BRIEF DESCRIPTION OF DRAWINGS

[0026] For a better understanding of the invention and to show how the same may be carried into effect, reference will now be made, purely by way of example, to the accompanying drawings in which like numerals designate corresponding sections or elements throughout.

[0027] With specific reference now to the drawings in detail, it is stressed that the particulars shown are by way of example and for purposes of illustrative discussion of the preferred examples of the present invention only, and are presented in the cause of providing what is believed to be the most useful and readily understood description of the principles and conceptual aspects of the invention. In this regard, no attempt is made to show structural details of the invention in more detail than is necessary for a fundamental understanding of the invention, the description taken with the drawings making apparent to those skilled in the art how several forms of the invention may be embodied in practice. In the accompanying drawings:

[0028] FIG. 1 illustrates a high-level schematic diagram of an example of a machine vision system for larval aquatic animal rearing;

[0029] FIG. 2 illustrates a high-level schematic diagram of a more detailed example of the system of FIG. 1; and

[0030] FIG. 3 illustrates a high-level flow chart of an example of a machine vision method for larval aquatic animal rearing.

DETAILED DESCRIPTION OF CERTAIN EXAMPLES

[0031] In the following description, various aspects of the disclosure will be described. For the purpose of explanation, specific configurations and details are set forth in order to provide a thorough understanding of the different aspects of the disclosure. However, it will also be apparent to one skilled in the art that the disclosure may be practiced without specific details being presented herein. Furthermore, well-known features may be omitted or simplified in order not to obscure the disclosure. In the figures, like reference numerals refer to like parts throughout. In order to avoid undue clutter from having too many reference numbers and lead lines on a particular drawing, some components will be introduced via one or more drawings and not explicitly identified in every subsequent drawing that contains that component.

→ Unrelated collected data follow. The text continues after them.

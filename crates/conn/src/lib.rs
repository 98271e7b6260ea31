// SPDX-License-Identifier: BUSL-1.1
// Copyright (c) 2026 Alfred Jean LLC

// Allow panic!/unwrap/expect in test code
#![cfg_attr(test, allow(clippy::panic))]
#![cfg_attr(test, allow(clippy::unwrap_used))]
#![cfg_attr(test, allow(clippy::expect_used))]

//! grist-conn: Redis connection management for the grist job queue.
//!
//! Queues share one multiplexed command connection; each worker additionally
//! holds a dedicated connection for blocking marker waits. Connection
//! authority is thin on purpose: durable state and atomicity live in the
//! server-side scripts, never here.

pub mod env;
pub mod version;

pub use version::{BackendFlavor, ServerVersion};

use redis::aio::ConnectionManager;
use redis::{Client, IntoConnectionInfo, RedisError};
use std::time::Duration;
use thiserror::Error;

/// Errors raised while establishing or probing connections.
#[derive(Debug, Error)]
pub enum ConnError {
    #[error("redis error: {0}")]
    Redis(#[from] RedisError),

    #[error("could not connect to {url} after {attempts} attempts: {last}")]
    Exhausted {
        url: String,
        attempts: u32,
        last: RedisError,
    },

    #[error("unsupported server: {0}")]
    UnsupportedServer(String),
}

/// Connection configuration.
#[derive(Debug, Clone)]
pub struct ConnOptions {
    pub url: String,
    /// Attempts before `connect` gives up.
    pub max_attempts: u32,
    /// Initial retry pause; doubles per attempt up to 30s.
    pub retry_base: Duration,
}

impl Default for ConnOptions {
    fn default() -> Self {
        Self {
            url: env::redis_url(),
            max_attempts: 10,
            retry_base: Duration::from_millis(250),
        }
    }
}

impl ConnOptions {
    pub fn new(url: impl Into<String>) -> Self {
        Self { url: url.into(), ..Self::default() }
    }
}

/// Open a client for the configured URL.
pub fn client(opts: &ConnOptions) -> Result<Client, ConnError> {
    let info = opts.url.as_str().into_connection_info()?;
    Ok(Client::open(info)?)
}

/// Connect with exponential backoff between attempts.
///
/// The returned [`ConnectionManager`] reconnects on its own after transient
/// drops; this retry loop only covers initial establishment.
pub async fn connect(opts: &ConnOptions) -> Result<ConnectionManager, ConnError> {
    let client = client(opts)?;
    let mut pause = opts.retry_base;
    let mut last: Option<RedisError> = None;

    for attempt in 1..=opts.max_attempts.max(1) {
        match client.get_connection_manager().await {
            Ok(conn) => return Ok(conn),
            Err(err) => {
                tracing::warn!(
                    url = %opts.url,
                    attempt,
                    error = %err,
                    "connection attempt failed"
                );
                last = Some(err);
            }
        }
        tokio::time::sleep(pause).await;
        pause = (pause * 2).min(Duration::from_secs(30));
    }

    Err(ConnError::Exhausted {
        url: opts.url.clone(),
        attempts: opts.max_attempts.max(1),
        last: last.unwrap_or_else(|| RedisError::from((redis::ErrorKind::IoError, "no attempt"))),
    })
}

/// Open a second, dedicated connection for blocking commands.
///
/// Blocking pops must not share the multiplexed command connection: a
/// `BZPOPMIN` would park every caller multiplexed onto it.
pub async fn connect_blocking(opts: &ConnOptions) -> Result<ConnectionManager, ConnError> {
    connect(opts).await
}

/// Probe the server version and flavor via `INFO server`.
pub async fn probe_server(conn: &mut ConnectionManager) -> Result<ServerVersion, ConnError> {
    let info: String = redis::cmd("INFO").arg("server").query_async(conn).await?;
    version::parse_info(&info)
}
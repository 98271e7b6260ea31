// SPDX-License-Identifier: BUSL-1.1
// Copyright (c) 2026 Alfred Jean LLC

use super::*;

#[test]
fn versioned_names_carry_the_package_version() {
    let name = versioned_name("moveToActive");
    assert!(name.starts_with("grist:moveToActive:"));
    assert!(name.ends_with(VERSION));
}

#[test]
fn catalog_assembles_distinct_scripts() {
    let catalog = ScriptCatalog::new();
    // Content hashes differ when bodies differ.
    assert_ne!(catalog.add_job.get_hash(), catalog.move_to_active.get_hash());
    assert_ne!(catalog.move_to_finished.get_hash(), catalog.move_to_active.get_hash());
    assert_ne!(catalog.pause.get_hash(), catalog.drain.get_hash());
}

#[test]
fn catalog_is_deterministic() {
    let a = ScriptCatalog::new();
    let b = ScriptCatalog::new();
    assert_eq!(a.move_to_finished.get_hash(), b.move_to_finished.get_hash());
    assert_eq!(a.add_job.get_hash(), b.add_job.get_hash());
}
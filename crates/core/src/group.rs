// SPDX-License-Identifier: BUSL-1.1
// Copyright (c) 2026 Alfred Jean LLC

//! Saga group entities.
//!
//! Group state lives in the `groups:{groupId}` hash and is mutated only by
//! group scripts; this module holds the client-side views and the
//! construction-time validation for `addGroup`.

use crate::error::CoreError;
use serde::{Deserialize, Serialize};
use serde_json::Value;
use std::collections::HashMap;

/// Suffix of the per-queue compensation queue: `{queue}:compensation`.
pub const COMPENSATION_QUEUE_SUFFIX: &str = "compensation";

/// Saga lifecycle states.
#[derive(Debug, Clone, Copy, PartialEq, Eq, Serialize, Deserialize)]
#[serde(rename_all = "SCREAMING_SNAKE_CASE")]
pub enum GroupState {
    Active,
    Compensating,
    Completed,
    Failed,
    FailedCompensation,
}

crate::simple_display! {
    GroupState {
        Active => "ACTIVE",
        Compensating => "COMPENSATING",
        Completed => "COMPLETED",
        Failed => "FAILED",
        FailedCompensation => "FAILED_COMPENSATION",
    }
}

impl std::str::FromStr for GroupState {
    type Err = CoreError;

    fn from_str(s: &str) -> Result<Self, Self::Err> {
        match s {
            "ACTIVE" => Ok(Self::Active),
            "COMPENSATING" => Ok(Self::Compensating),
            "COMPLETED" => Ok(Self::Completed),
            "FAILED" => Ok(Self::Failed),
            "FAILED_COMPENSATION" => Ok(Self::FailedCompensation),
            other => Err(CoreError::InvalidOptions(format!("unknown group state: {other}"))),
        }
    }
}

impl GroupState {
    /// Terminal states reject further member transitions and cancellation.
    pub fn is_terminal(&self) -> bool {
        matches!(self, Self::Completed | Self::Failed | Self::FailedCompensation)
    }
}

/// Per-member status in the `groups:{groupId}:jobs` hash.
#[derive(Debug, Clone, Copy, PartialEq, Eq, Serialize, Deserialize)]
#[serde(rename_all = "lowercase")]
pub enum GroupJobStatus {
    Pending,
    Active,
    Completed,
    Failed,
    Cancelled,
}

crate::simple_display! {
    GroupJobStatus {
        Pending => "pending",
        Active => "active",
        Completed => "completed",
        Failed => "failed",
        Cancelled => "cancelled",
    }
}

impl std::str::FromStr for GroupJobStatus {
    type Err = CoreError;

    fn from_str(s: &str) -> Result<Self, Self::Err> {
        match s {
            "pending" => Ok(Self::Pending),
            "active" => Ok(Self::Active),
            "completed" => Ok(Self::Completed),
            "failed" => Ok(Self::Failed),
            "cancelled" => Ok(Self::Cancelled),
            other => Err(CoreError::InvalidOptions(format!("unknown group job status: {other}"))),
        }
    }
}

/// Compensation configuration: original job name -> compensation job spec.
#[derive(Debug, Clone, PartialEq, Serialize, Deserialize)]
#[serde(rename_all = "camelCase")]
pub struct CompensationSpec {
    /// Name the compensation job is added under.
    pub name: String,
    /// Static payload merged into the compensation job data.
    #[serde(default, skip_serializing_if = "Option::is_none")]
    pub data: Option<Value>,
    /// Retry budget for the compensation job (defaults to a single attempt).
    #[serde(default, skip_serializing_if = "Option::is_none")]
    pub attempts: Option<u32>,
}

/// Client-side view of a group hash.
#[derive(Debug, Clone, PartialEq, Serialize, Deserialize)]
#[serde(rename_all = "camelCase")]
pub struct GroupRecord {
    pub id: String,
    pub name: String,
    pub state: GroupState,
    pub created_at: u64,
    pub updated_at: u64,
    pub total_jobs: u32,
    pub completed_count: u32,
    pub failed_count: u32,
    pub cancelled_count: u32,
    #[serde(default, skip_serializing_if = "Option::is_none")]
    pub compensation: Option<HashMap<String, CompensationSpec>>,
    pub total_compensation_jobs: u32,
    pub compensation_done_count: u32,
}

impl GroupRecord {
    /// Build a view from a raw `HGETALL` reply.
    pub fn from_hash(fields: HashMap<String, String>) -> Result<Self, CoreError> {
        let int = |key: &str| -> u64 {
            fields.get(key).and_then(|v| v.parse().ok()).unwrap_or(0)
        };
        let state = fields
            .get("state")
            .ok_or_else(|| CoreError::InvalidOptions("group hash missing state".into()))?
            .parse()?;
        let compensation = match fields.get("compensation") {
            Some(raw) if !raw.is_empty() => Some(serde_json::from_str(raw)?),
            _ => None,
        };

        Ok(Self {
            id: fields.get("id").cloned().unwrap_or_default(),
            name: fields.get("name").cloned().unwrap_or_default(),
            state,
            created_at: int("createdAt"),
            updated_at: int("updatedAt"),
            total_jobs: int("totalJobs") as u32,
            completed_count: int("completedCount") as u32,
            failed_count: int("failedCount") as u32,
            cancelled_count: int("cancelledCount") as u32,
            compensation,
            total_compensation_jobs: int("totalCompensationJobs") as u32,
            compensation_done_count: int("compensationDoneCount") as u32,
        })
    }
}

/// Validate `addGroup` preconditions: at least one job, every compensation
/// key names a member, no member carries a parent ref.
pub fn validate_group_jobs(
    job_names: &[String],
    has_parent: &[bool],
    compensation: Option<&HashMap<String, CompensationSpec>>,
) -> Result<(), CoreError> {
    if job_names.is_empty() {
        return Err(CoreError::InvalidOptions("group requires at least one job".into()));
    }
    if let Some(map) = compensation {
        for key in map.keys() {
            if !job_names.iter().any(|name| name == key) {
                return Err(CoreError::InvalidOptions(format!(
                    "compensation key '{key}' does not match any group job name"
                )));
            }
        }
    }
    if has_parent.iter().any(|p| *p) {
        return Err(CoreError::InvalidOptions(
            "group jobs cannot carry a parent reference".into(),
        ));
    }
    Ok(())
}

#[cfg(test)]
#[path = "group_tests.rs"]
mod tests;
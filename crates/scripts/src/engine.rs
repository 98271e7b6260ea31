// SPDX-License-Identifier: BUSL-1.1
// Copyright (c) 2026 Alfred Jean LLC

//! The state-engine handle shared by Queue and Worker.
//!
//! Carries exactly the capability set a script invoker needs: the key
//! layout, a command connection, the script catalog, and the server's
//! LPOS capability. Cloning is cheap; all clones share one catalog.

use crate::catalog::ScriptCatalog;
use grist_core::keys::KeySpace;
use grist_core::opts::JobOpts;
use redis::aio::ConnectionManager;
use std::sync::Arc;

#[derive(Clone)]
pub struct StateEngine {
    keys: KeySpace,
    conn: ConnectionManager,
    catalog: Arc<ScriptCatalog>,
    supports_lpos: bool,
}

impl StateEngine {
    pub fn new(conn: ConnectionManager, keys: KeySpace, supports_lpos: bool) -> Self {
        Self { keys, conn, catalog: Arc::new(ScriptCatalog::new()), supports_lpos }
    }

    pub fn keys(&self) -> &KeySpace {
        &self.keys
    }

    /// A clone of the shared command connection.
    pub fn connection(&self) -> ConnectionManager {
        self.conn.clone()
    }

    pub fn catalog(&self) -> &ScriptCatalog {
        &self.catalog
    }

    pub fn supports_lpos(&self) -> bool {
        self.supports_lpos
    }

    /// The same engine pointed at a sibling queue (DLQ, compensation queue).
    pub fn sibling(&self, queue: &str) -> Self {
        Self {
            keys: self.keys.sibling(queue),
            conn: self.conn.clone(),
            catalog: self.catalog.clone(),
            supports_lpos: self.supports_lpos,
        }
    }

    /// Base prefix for job keys, with the trailing colon scripts expect.
    pub(crate) fn base_arg(&self) -> String {
        format!("{}:", self.keys.base())
    }
}

impl std::fmt::Debug for StateEngine {
    fn fmt(&self, f: &mut std::fmt::Formatter<'_>) -> std::fmt::Result {
        f.debug_struct("StateEngine")
            .field("base", &self.keys.base())
            .field("supports_lpos", &self.supports_lpos)
            .finish()
    }
}

/// The child's failure-propagation policy argument for finish scripts.
pub fn parent_policy(opts: &JobOpts) -> &'static str {
    if opts.fail_parent_on_failure {
        "fail"
    } else if opts.continue_parent_on_failure {
        "continue"
    } else if opts.ignore_dependency_on_failure {
        "ignore"
    } else if opts.remove_dependency_on_failure {
        "remove"
    } else {
        ""
    }
}

#[cfg(test)]
#[path = "engine_tests.rs"]
mod tests;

[0032] FIG. 1 illustrates a high-level schematic diagram of an example of a machine vision system 10 for larval aquatic animal rearing. The term "aquatic animal", as used herein, means any animal which primarily lives under water. In some examples, the aquatic animal is fish. Machine vision system 10 comprises: a camera 20 comprising a lens 30; a housing 40; and a processor 50. [0033] FIG. 2 illustrates a high-level schematic diagram of a more detailed example of machine vision system 10. In such an example, machine vision system 10 further comprises: a light emitting diode (LED) backlit illumination panel 60; a diffuser 70; a memory 80; and a user output device 90. FIG. 3 illustrates a high-level flow chart of an example of a machine vision method for larval aquatic animal rearing, FIGs. 1 - 3 being described together.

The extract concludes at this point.